LA TETTONICA DEL FRIULI-VENEZIA GIULIA

 

    La tettonica non è quello che alcuni, maliziosamente, potrebbero pensare, ma un termine ben noto ai geologi il quale deriva da una parola greca che significa “arte del costruire”. Le tettonica è in realtà una parte fondamentale delle scienze geologiche e precisamente quella che studia le dislocazioni (cioè gli spostamenti) e le deformazioni subite dalle rocce che formano la superficie del nostro pianeta, in conseguenza di spinte che traggono origine all’interno della Terra stessa. Lo scopo di questa disciplina è anche quello di rivelare l’intima struttura, si potrebbe quasi dire l’architettura, della crosta terrestre. Perciò il termine tettonica è anche sinonimo di geologia strutturale.

    La regione del nord-est d’Italia che comprende il Friuli-Venezia Giulia è stata definita da Ippolito Nievo, per i suoi paesaggi molto vari, “un piccolo compendio dell’Universo”. La grande diversificazione del paesaggio che va dal mare alle alte montagne e che comprende le lagune che le correnti di marea riescono a mantenere sempre vive, le pianure aride e sterili del nord e quelle fertili della “bassa”, le colline ricche di vegetazione e le alte vette delle Alpi Carniche e Giulie è conseguenza sia della natura delle rocce sia delle modificazioni che le rocce stesse hanno subito nel tempo.

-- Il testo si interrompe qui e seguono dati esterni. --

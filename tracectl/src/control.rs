// SPDX-License-Identifier: Apache-2.0
// Copyright Open Network Fabric Authors

//! Tracing runtime control.

use ordermap::OrderMap;
use std::collections::HashSet;
use std::str::FromStr;
use std::sync::{Mutex, MutexGuard, OnceLock};
use thiserror::Error;
use tracing::{error, info, warn};
use tracing_subscriber::{EnvFilter, Registry, filter::LevelFilter, prelude::*, reload};

use crate::{targets::TRACING_TARGETS, trace_target};

trace_target!("tracectl", LevelFilter::INFO, &[]);

/// Errors when changing the tracing configuration.
#[derive(Debug, Error, PartialEq)]
pub enum TraceCtlError {
    #[error("Invalid syntax '{0}': expected tag=level")]
    Syntax(String),
    #[error("Invalid level '{0}'")]
    Level(String),
    #[error("Unknown tag '{0}'")]
    UnknownTag(String),
}

#[derive(Debug, Clone)]
pub struct TargetCfg {
    pub target: &'static str,
    pub name: &'static str,
    pub level: LevelFilter,
    pub tags: Vec<&'static str>,
}

#[derive(Debug)]
struct TargetDb {
    default: LevelFilter,
    targets: OrderMap<&'static str, TargetCfg>,
    tags: OrderMap<&'static str, HashSet<&'static str>>,
}

impl TargetDb {
    fn load(default: LevelFilter) -> Self {
        let mut db = Self {
            default,
            targets: OrderMap::new(),
            tags: OrderMap::new(),
        };
        for t in TRACING_TARGETS {
            db.register(t.target, t.name, t.level, t.tags);
        }
        db
    }
    fn register(
        &mut self,
        target: &'static str,
        name: &'static str,
        level: LevelFilter,
        tags: &'static [&'static str],
    ) {
        // a target can always be addressed by its name
        let mut tags = tags.to_vec();
        if !tags.contains(&name) {
            tags.push(name);
        }
        for tag in &tags {
            self.tags.entry(*tag).or_default().insert(target);
        }
        let cfg = TargetCfg {
            target,
            name,
            level,
            tags,
        };
        if self.targets.insert(target, cfg).is_some() {
            warn!("Tracing target {target} declared more than once");
        }
    }
    fn env_filter(&self) -> EnvFilter {
        self.targets
            .values()
            .filter_map(|t| format!("{}={}", t.target, t.level).parse().ok())
            .fold(EnvFilter::new(self.default.to_string()), |f, directive| {
                f.add_directive(directive)
            })
    }
    fn set_tag_level(&mut self, tag: &str, level: LevelFilter) -> Result<usize, TraceCtlError> {
        let targets = self
            .tags
            .get(tag)
            .ok_or_else(|| TraceCtlError::UnknownTag(tag.to_owned()))?;
        let mut changed = 0;
        for target in targets {
            if let Some(cfg) = self.targets.get_mut(target)
                && cfg.level != level
            {
                cfg.level = level;
                changed += 1;
            }
        }
        Ok(changed)
    }
    fn as_config_string(&self) -> String {
        let mut out = format!("default={}", self.default);
        for t in self.targets.values() {
            out += &format!(",{}={}", t.name, t.level);
        }
        out
    }
}

/// Owner of the process-wide subscriber and of the per-target levels.
#[derive(Debug)]
pub struct TracingControl {
    db: Mutex<TargetDb>,
    reload_filter: reload::Handle<EnvFilter, Registry>,
}

static TRACING_CTL: OnceLock<TracingControl> = OnceLock::new();

/// Get the process-wide [`TracingControl`], installing the subscriber on first use.
pub fn get_trace_ctl() -> &'static TracingControl {
    TRACING_CTL.get_or_init(TracingControl::new)
}

impl TracingControl {
    fn new() -> Self {
        let db = TargetDb::load(LevelFilter::INFO);
        let (filter, reload_filter) = reload::Layer::new(db.env_filter());
        let fmt_layer = tracing_subscriber::fmt::layer()
            .with_line_number(true)
            .with_target(true)
            .with_thread_names(true)
            .with_level(true);
        if let Err(e) = tracing_subscriber::registry()
            .with(filter)
            .with(fmt_layer)
            .try_init()
        {
            // another subscriber won (e.g. a test harness): levels are still tracked
            eprintln!("tracing subscriber already installed: {e}");
        }
        Self {
            db: Mutex::new(db),
            reload_filter,
        }
    }
    fn db(&self) -> MutexGuard<'_, TargetDb> {
        self.db.lock().unwrap_or_else(std::sync::PoisonError::into_inner)
    }
    fn reload(&self, db: &TargetDb) {
        if let Err(e) = self.reload_filter.reload(db.env_filter()) {
            error!("Failed to reload tracing filter: {e}");
        }
    }

    /// Install the subscriber. Calling this more than once is harmless.
    pub fn init() {
        get_trace_ctl();
    }

    pub fn default_level(&self) -> LevelFilter {
        self.db().default
    }

    pub fn set_default_level(&self, level: LevelFilter) {
        let mut db = self.db();
        if db.default != level {
            db.default = level;
            info!("Set default log level to {level}");
            self.reload(&db);
        }
    }

    /// Set the level of every target carrying `tag`.
    ///
    /// # Errors
    ///
    /// Fails if no target carries `tag`.
    pub fn set_tag_level(&self, tag: &str, level: LevelFilter) -> Result<(), TraceCtlError> {
        let mut db = self.db();
        let changed = db.set_tag_level(tag, level)?;
        if changed > 0 {
            self.reload(&db);
            info!("Log level for tag '{tag}' set to {level} ({changed} targets)");
        }
        Ok(())
    }

    fn parse_config(input: &str) -> Result<Vec<(String, LevelFilter)>, TraceCtlError> {
        input
            .split(',')
            .map(str::trim)
            .filter(|item| !item.is_empty())
            .map(|item| {
                let (tag, level) = item
                    .split_once('=')
                    .ok_or_else(|| TraceCtlError::Syntax(item.to_owned()))?;
                let level = LevelFilter::from_str(level.trim())
                    .map_err(|_| TraceCtlError::Level(level.trim().to_owned()))?;
                Ok((tag.trim().to_owned(), level))
            })
            .collect()
    }

    /// Apply a comma-separated list of `tag=level` items. `default=level` sets the level of
    /// targets that were not declared.
    ///
    /// The whole input is validated before anything is changed.
    ///
    /// # Errors
    ///
    /// Fails on bad syntax, unknown levels or unknown tags.
    pub fn setup_from_string(&self, input: &str) -> Result<(), TraceCtlError> {
        let config = Self::parse_config(input)?;
        let mut db = self.db();
        if let Some((tag, _)) = config
            .iter()
            .find(|(tag, _)| tag != "default" && !db.tags.contains_key(tag.as_str()))
        {
            return Err(TraceCtlError::UnknownTag(tag.clone()));
        }
        for (tag, level) in config {
            if tag == "default" {
                db.default = level;
            } else {
                db.set_tag_level(&tag, level)?;
            }
        }
        self.reload(&db);
        Ok(())
    }

    pub fn target(&self, target: &str) -> Option<TargetCfg> {
        self.db().targets.get(target).cloned()
    }

    pub fn targets_by_tag(&self, tag: &str) -> Vec<TargetCfg> {
        let db = self.db();
        db.tags
            .get(tag)
            .into_iter()
            .flatten()
            .filter_map(|t| db.targets.get(t).cloned())
            .collect()
    }

    /// The current configuration, in the syntax accepted by [`Self::setup_from_string`].
    pub fn as_config_string(&self) -> String {
        self.db().as_config_string()
    }
}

Appare quindi opportuno analizzare come si sono formate le masse rocciose e descrivere i movimenti che successivamente le stesse hanno subito.

 

1. LA STORIA GEOLOGICA DELLA REGIONE

    Il Friuli-Venezia Giulia è terra geologicamente giovane in quanto si è formato in seguito all’Orogenesi Alpino-Himalayana. Orogenesi (dal greco òros = monte e génesis = nascita) è un termine con cui in geologia si definiscono i processi che portano al sollevamento delle montagne. La Terra, nel corso della sua storia, è stata interessata da una serie di cicli orogenetici, l’ultimo dei quali, che prende appunto il nome di “Orogenesi Alpino-Himalayana” perché dette origine alle catene montuose che vanno dalle Alpi all’Himalaya e oltre fino all’estremo oriente asiatico, è iniziato una cinquantina di milioni di anni fa e si può dire che sia tuttora in atto.

    La storia geologica della nostra regione comincia però molto tempo prima e cioè quando, agli inizi di quella che viene chiamata l’Era Paleozoica, in un vastissimo mare che si estendeva fra il continente africano e quello europeo, si andavano accumulando i sedimenti che i fiumi, i quali scorrevano sulle terre emerse del nord, portavano copiosi. Là dove oggi sorgono le montagne più alte, il mare era molto profondo, ma si andava riempiendo velocemente per l’accumularsi in esso di sabbie e fanghi portati dai fiumi oltre che di detriti erosi dal moto ondoso. Questa zona di mare profondo sistemata in prossimità della costa viene chiamata dai geologi “geosinclinale” ed ha la caratteristica di sprofondare lentamente a mano a mano che nuovo materiale si accumula al suo interno.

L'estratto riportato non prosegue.